6th and 22nd Mayor of Madison, Wisconsin
- In office April 1886 – April 1887
- Preceded by: Hiram N. Moulton
- Succeeded by: James Conklin
- In office April 1865 – April 1867
- Preceded by: William T. Leitch
- Succeeded by: Alden Sprague Sanborn

Chairman of the Republican Party of Wisconsin
- In office 1869–1877
- Preceded by: Horace Rublee
- Succeeded by: Horace Rublee

Member of the Wisconsin State Assembly from the Dane 2nd district
- In office January 1, 1882 – January 1, 1883
- Preceded by: Louis K. Luse
- Succeeded by: Clement E. Warner

Member of the University of Wisconsin Board of Regents
- In office February 1, 1877 – 1889

District Attorney of Dane County
- In office January 1, 1859 – January 1, 1860
- Preceded by: J. W. Johnson
- Succeeded by: Henry M. Lewis

Personal details
- Born: Elisha William Keyes January 23, 1828 Northfield, Vermont, U.S.
- Died: November 29, 1910 (aged 82) Madison, Wisconsin, U.S.
- Resting place: Forest Hill Cemetery, Madison, Wisconsin
- Party: Republican
- Parent: Joseph Keyes (father);
- Profession: lawyer, insurance salesman, judge

= Elisha W. Keyes =

American lawyer and politician

Elisha William Keyes (/kaɪs/ kies; January 23, 1828 - November 29, 1910) was an American lawyer, politician, postmaster, and local judge. He was the 6th and 22nd Mayor of Madison, Wisconsin, and represented Dane County in the Wisconsin State Assembly. He was Postmaster of Madison from the end of the Civil War until the presidency of Theodore Roosevelt. He is most known for his eight years as Chairman of the Republican Party of Wisconsin and his work building a Republican Party political machine.

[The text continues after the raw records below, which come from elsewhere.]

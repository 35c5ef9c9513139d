// clippy lint unwrap
#![warn(clippy::unwrap_used)]
#![warn(clippy::pedantic)]
// ban unsafe
#![forbid(unsafe_code)]

pub mod cli;
pub mod client;
pub mod configuration;
pub mod error;
pub mod model;
pub mod preview;
pub mod splitter;
pub mod telemetry;
pub mod tests;
//! Domain models shared between the splitter, the preview jobs and the command line.

pub mod interval;
pub mod status;

pub use interval::{parse_utc, TimeInterval};
pub use status::PreviewStatus;
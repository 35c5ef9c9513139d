//! Tracing setup
//!
//! Subscribers are built explicitly and installed once by the binary (or the test helper).
//! Library code only emits spans and events.

use std::fs::{File, OpenOptions};
use std::path::Path;
use std::sync::Mutex;

use tracing::subscriber::set_global_default;
use tracing::Subscriber;
use tracing_bunyan_formatter::{BunyanFormattingLayer, JsonStorageLayer};
use tracing_log::LogTracer;
use tracing_subscriber::fmt::MakeWriter;
use tracing_subscriber::{layer::SubscriberExt, EnvFilter, Registry};

use crate::error::AppErrors as Error;

/// Compose multiple layers into a `tracing` subscriber writing bunyan json lines to `sink`.
///
/// `RUST_LOG` takes precedence over `env_filter`.
pub fn get_subscriber<Sink>(
    name: String,
    env_filter: String,
    sink: Sink,
) -> impl Subscriber + Send + Sync
where
    Sink: for<'a> MakeWriter<'a> + Send + Sync + 'static,
{
    let env_filter =
        EnvFilter::try_from_default_env().unwrap_or_else(|_| EnvFilter::new(env_filter));
    let formatting_layer = BunyanFormattingLayer::new(name, sink);
    Registry::default()
        .with(env_filter)
        .with(JsonStorageLayer)
        .with(formatting_layer)
}

/// Register a subscriber as global default to process span data.
///
/// # Errors
/// Will return an error if a logger or global subscriber is already installed.
pub fn init_subscriber(subscriber: impl Subscriber + Send + Sync) -> Result<(), Error> {
    LogTracer::init()?;
    set_global_default(subscriber)?;
    Ok(())
}

/// Open (or create) the side log file in append mode, ready to be used as a sink.
///
/// # Errors
/// Will return an error if the file can't be opened.
pub fn log_file(path: impl AsRef<Path>) -> Result<Mutex<File>, Error> {
    let file = OpenOptions::new().create(true).append(true).open(path)?;
    Ok(Mutex::new(file))
}
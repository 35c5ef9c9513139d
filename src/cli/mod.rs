//! DataSift Preview Grabber Command Line Interface

pub mod command;

use std::path::PathBuf;

use chrono::{DateTime, Utc};
use clap::Parser;

use crate::model::parse_utc;

/// Grab DataSift preview stats for a date range and write them to stdout as json
#[derive(Parser, Debug)]
#[command(version, about, long_about = None)]
pub struct Cli {
    /// Start of the range (inclusive), read as UTC
    #[arg(value_parser = parse_utc)]
    pub start_date: DateTime<Utc>,

    /// End of the range (exclusive), read as UTC
    #[arg(value_parser = parse_utc)]
    pub end_date: DateTime<Utc>,

    /// Hash of the stream to preview
    pub stream_hash: String,

    /// DataSift username
    pub username: String,

    /// DataSift API key
    pub api_key: String,

    /// Settings file (defaults to ./configuration.yaml when present)
    #[arg(short, long)]
    pub config: Option<PathBuf>,

    /// Seconds to wait between status polls
    #[arg(long)]
    pub poll_interval: Option<u64>,

    /// Give up on a preview job after this many seconds
    #[arg(long)]
    pub max_wait: Option<u64>,
}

With the assistance of former Governor Alexander Randall and others, he helped establish the "Madison Regency," a powerful dispenser of political patronage jobs to the Republican Party faithful. "Boss" Keyes became known as a wily political manager, and saw the state Republican party through its evolution from an abolitionist-driven movement to its consolidation as a dominant and enduring force in Wisconsin. Although he had engineered the campaigns of many candidates, Keyes' own quests for national office were unsuccessful, often running against men he had once worked to elect.

==Early life==

Keyes was born in Northfield, Vermont, the son of Captain Joseph Keyes, a millwright and inventor. In search of water power to build a mill, Captain Keyes traveled westward to the Milwaukee River valley in 1836 and built a frame house in Milwaukee that winter. His family arrived in June, and Elisha briefly attended a common school in the city. The family traveled westward on foot to Jefferson County, carrying all their provisions with them and nearly starving along the way. His father had staked a claim in Lake Mills where he would later build a sawmill.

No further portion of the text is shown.